Collected data:
§
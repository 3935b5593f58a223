use tracing::debug;

use crate::Attributes;
use crate::ParsedBlock;
use crate::RawBlockNode;
use crate::dom::Dom;
use crate::matcher::get_attributes_for_schema;
use crate::schema::AttributeSchema;
use crate::schema::BlockType;
use crate::schema::CLASS_NAME_ATTRIBUTE;
use crate::schema::DeprecatedVariant;
use crate::schema::MigrateFn;
use crate::schema::RenderFn;
use crate::serializer::render_with;
use crate::validation::ValidationIssue;
use crate::validation::validate_with;

/// The parts of a block type, or of one of its deprecated variants, that
/// take part in parsing and validation.
pub(crate) struct SchemaVersion<'a> {
	pub(crate) name: &'a str,
	pub(crate) schema: AttributeSchema,
	pub(crate) render: &'a RenderFn,
	pub(crate) supports_custom_class_name: bool,
	pub(crate) migrate: Option<&'a MigrateFn>,
}

impl<'a> SchemaVersion<'a> {
	pub(crate) fn current(block_type: &'a BlockType) -> Self {
		Self {
			name: &block_type.name,
			schema: block_type.schema(),
			render: &block_type.render,
			supports_custom_class_name: block_type.supports_custom_class_name,
			migrate: block_type.migrate.as_ref(),
		}
	}

	/// A deprecated variant without its own `migrate` falls back to the
	/// block type's.
	fn deprecated(block_type: &'a BlockType, variant: &'a DeprecatedVariant) -> Self {
		Self {
			name: &block_type.name,
			schema: variant.schema(),
			render: &variant.render,
			supports_custom_class_name: variant.supports_custom_class_name,
			migrate: variant.migrate.as_ref().or(block_type.migrate.as_ref()),
		}
	}

	pub(crate) fn validate(
		&self,
		attributes: &Attributes,
		original_content: &str,
	) -> (bool, Vec<ValidationIssue>) {
		validate_with(
			self.render,
			self.name,
			self.supports_custom_class_name,
			attributes,
			original_content,
		)
	}

	/// Validate, and when that fails retry once with built-in fixes applied.
	/// Returns the attributes that were last validated.
	pub(crate) fn validate_with_fixes(
		&self,
		attributes: Attributes,
		original_content: &str,
	) -> (Attributes, bool, Vec<ValidationIssue>) {
		let (is_valid, issues) = self.validate(&attributes, original_content);
		if is_valid {
			return (attributes, true, issues);
		}

		let fixed = self.fix_custom_class_name(attributes, original_content);
		let (is_valid, issues) = self.validate(&fixed, original_content);
		(fixed, is_valid, issues)
	}

	fn fix_custom_class_name(&self, mut attributes: Attributes, inner_html: &str) -> Attributes {
		if !self.supports_custom_class_name {
			return attributes;
		}

		let mut without_class_name = attributes.clone();
		without_class_name.remove(CLASS_NAME_ATTRIBUTE);
		let Ok(serialized) = render_with(
			self.render,
			self.name,
			self.supports_custom_class_name,
			&without_class_name,
			"",
		) else {
			return attributes;
		};

		let default_classes = root_element_classes(&serialized);
		let custom_classes: Vec<String> = root_element_classes(inner_html)
			.into_iter()
			.filter(|class| !default_classes.contains(class))
			.collect();

		if !custom_classes.is_empty() {
			attributes.insert(
				CLASS_NAME_ATTRIBUTE.to_string(),
				custom_classes.join(" ").into(),
			);
		} else if !serialized.is_empty() {
			attributes.remove(CLASS_NAME_ATTRIBUTE);
		}

		attributes
	}
}

/// The class list of the first element in `html`.
pub fn root_element_classes(html: &str) -> Vec<String> {
	let dom = Dom::parse(html);
	dom.first_element()
		.map(|root| dom.classes(root).into_iter().map(String::from).collect())
		.unwrap_or_default()
}

/// Recover custom classes on a block's root element.
///
/// The block is rendered without `className`; classes present on the stored
/// root element but absent from that render become the new `className`.
pub fn fix_custom_class_name(
	block_type: &BlockType,
	attributes: Attributes,
	inner_html: &str,
) -> Attributes {
	SchemaVersion::current(block_type).fix_custom_class_name(attributes, inner_html)
}

/// Try a block against each deprecated variant of its type.
///
/// Variants are tried in declaration order. An invalid block tries every
/// variant unless its eligibility predicate says no; a valid block only
/// tries variants whose predicate says yes. The first variant that
/// validates replaces the attributes and inner blocks with the output of its
/// `migrate` function and marks the block valid.
pub fn apply_block_deprecated_versions(
	block: ParsedBlock,
	raw: &RawBlockNode,
	block_type: &BlockType,
) -> ParsedBlock {
	for (index, variant) in block_type.deprecated.iter().enumerate() {
		let is_eligible = variant
			.is_eligible
			.as_ref()
			.is_some_and(|predicate| predicate(&raw.attrs, &block.inner_blocks));

		if block.is_valid && !is_eligible {
			continue;
		}
		if !block.is_valid && variant.is_eligible.is_some() && !is_eligible {
			continue;
		}

		let version = SchemaVersion::deprecated(block_type, variant);
		let attributes =
			get_attributes_for_schema(&version.schema, &block.original_content, &raw.attrs);
		let (attributes, is_valid, _) =
			version.validate_with_fixes(attributes, &block.original_content);
		if !is_valid {
			continue;
		}

		debug!(name = %block.name, variant = index, "migrated block from deprecated variant");

		let (attributes, inner_blocks) = match version.migrate {
			Some(migrate) => migrate(attributes, block.inner_blocks.clone()),
			None => (attributes, block.inner_blocks.clone()),
		};

		return ParsedBlock {
			attributes,
			inner_blocks,
			is_valid: true,
			validation_issues: vec![],
			raw_source: None,
			..block
		};
	}

	block
}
§
■ **Assignment**
Output the records exactly.

■ **Output for this task**
repository 3935b5593f58a223
use tracing::debug;

use crate::Attributes;
use crate::ParsedBlock;
use crate::RawBlockNode;
use crate::dom::Dom;
use crate::matcher::get_attributes_for_schema;
use crate::schema::AttributeSchema;
use crate::schema::BlockType;
use crate::schema::CLASS_NAME_ATTRIBUTE;
use crate::schema::DeprecatedVariant;
use crate::schema::MigrateFn;
use crate::schema::RenderFn;
use crate::serializer::render_with;
use crate::validation::ValidationIssue;
use crate::validation::validate_with;

/// The parts of a block type, or of one of its deprecated variants, that
/// take part in parsing and validation.
pub(crate) struct SchemaVersion<'a> {
	pub(crate) name: &'a str,
	pub(crate) schema: AttributeSchema,
	pub(crate) render: &'a RenderFn,
	pub(crate) supports_custom_class_name: bool,
	pub(crate) migrate: Option<&'a MigrateFn>,
}

impl<'a> SchemaVersion<'a> {
	pub(crate) fn current(block_type: &'a BlockType) -> Self {
		Self {
			name: &block_type.name,
			schema: block_type.schema(),
			render: &block_type.render,
			supports_custom_class_name: block_type.supports_custom_class_name,
			migrate: block_type.migrate.as_ref(),
		}
	}

	/// A deprecated variant without its own `migrate` falls back to the
	/// block type's.
	fn deprecated(block_type: &'a BlockType, variant: &'a DeprecatedVariant) -> Self {
		Self {
			name: &block_type.name,
			schema: variant.schema(),
			render: &variant.render,
			supports_custom_class_name: variant.supports_custom_class_name,
			migrate: variant.migrate.as_ref().or(block_type.migrate.as_ref()),
		}
	}

	pub(crate) fn validate(
		&self,
		attributes: &Attributes,
		original_content: &str,
	) -> (bool, Vec<ValidationIssue>) {
		validate_with(
			self.render,
			self.name,
			self.supports_custom_class_name,
			attributes,
			original_content,
		)
	}

	/// Validate, and when that fails retry once with built-in fixes applied.
	/// Returns the attributes that were last validated.
	pub(crate) fn validate_with_fixes(
		&self,
		attributes: Attributes,
		original_content: &str,
	) -> (Attributes, bool, Vec<ValidationIssue>) {
		let (is_valid, issues) = self.validate(&attributes, original_content);
		if is_valid {
			return (attributes, true, issues);
		}

		let fixed = self.fix_custom_class_name(attributes, original_content);
		let (is_valid, issues) = self.validate(&fixed, original_content);
		(fixed, is_valid, issues)
	}

	fn fix_custom_class_name(&self, mut attributes: Attributes, inner_html: &str) -> Attributes {
		if !self.supports_custom_class_name {
			return attributes;
		}

		let mut without_class_name = attributes.clone();
		without_class_name.remove(CLASS_NAME_ATTRIBUTE);
		let Ok(serialized) = render_with(
			self.render,
			self.name,
			self.supports_custom_class_name,
			&without_class_name,
			"",
		) else {
			return attributes;
		};

		let default_classes = root_element_classes(&serialized);
		let custom_classes: Vec<String> = root_element_classes(inner_html)
			.into_iter()
			.filter(|class| !default_classes.contains(class))
			.collect();

		if !custom_classes.is_empty() {
			attributes.insert(
				CLASS_NAME_ATTRIBUTE.to_string(),
				custom_classes.join(" ").into(),
			);
		} else if !serialized.is_empty() {
			attributes.remove(CLASS_NAME_ATTRIBUTE);
		}

		attributes
	}
}

/// The class list of the first element in `html`.
pub fn root_element_classes(html: &str) -> Vec<String> {
	let dom = Dom::parse(html);
	dom.first_element()
		.map(|root| dom.classes(root).into_iter().map(String::from).collect())
		.unwrap_or_default()
}

/// Recover custom classes on a block's root element.
///
/// The block is rendered without `className`; classes present on the stored
/// root element but absent from that render become the new `className`.
pub fn fix_custom_class_name(
	block_type: &BlockType,
	attributes: Attributes,
	inner_html: &str,
) -> Attributes {
	SchemaVersion::current(block_type).fix_custom_class_name(attributes, inner_html)
}

/// Try a block against each deprecated variant of its type.
///
/// Variants are tried in declaration order. An invalid block tries every
/// variant unless its eligibility predicate says no; a valid block only
/// tries variants whose predicate says yes. The first variant that
/// validates replaces the attributes and inner blocks with the output of its
/// `migrate` function and marks the block valid.
pub fn apply_block_deprecated_versions(
	block: ParsedBlock,
	raw: &RawBlockNode,
	block_type: &BlockType,
) -> ParsedBlock {
	for (index, variant) in block_type.deprecated.iter().enumerate() {
		let is_eligible = variant
			.is_eligible
			.as_ref()
			.is_some_and(|predicate| predicate(&raw.attrs, &block.inner_blocks));

		if block.is_valid && !is_eligible {
			continue;
		}
		if !block.is_valid && variant.is_eligible.is_some() && !is_eligible {
			continue;
		}

		let version = SchemaVersion::deprecated(block_type, variant);
		let attributes =
			get_attributes_for_schema(&version.schema, &block.original_content, &raw.attrs);
		let (attributes, is_valid, _) =
			version.validate_with_fixes(attributes, &block.original_content);
		if !is_valid {
			continue;
		}

		debug!(name = %block.name, variant = index, "migrated block from deprecated variant");

		let (attributes, inner_blocks) = match version.migrate {
			Some(migrate) => migrate(attributes, block.inner_blocks.clone()),
			None => (attributes, block.inner_blocks.clone()),
		};

		return ParsedBlock {
			attributes,
			inner_blocks,
			is_valid: true,
			validation_issues: vec![],
			raw_source: None,
			..block
		};
	}

	block
}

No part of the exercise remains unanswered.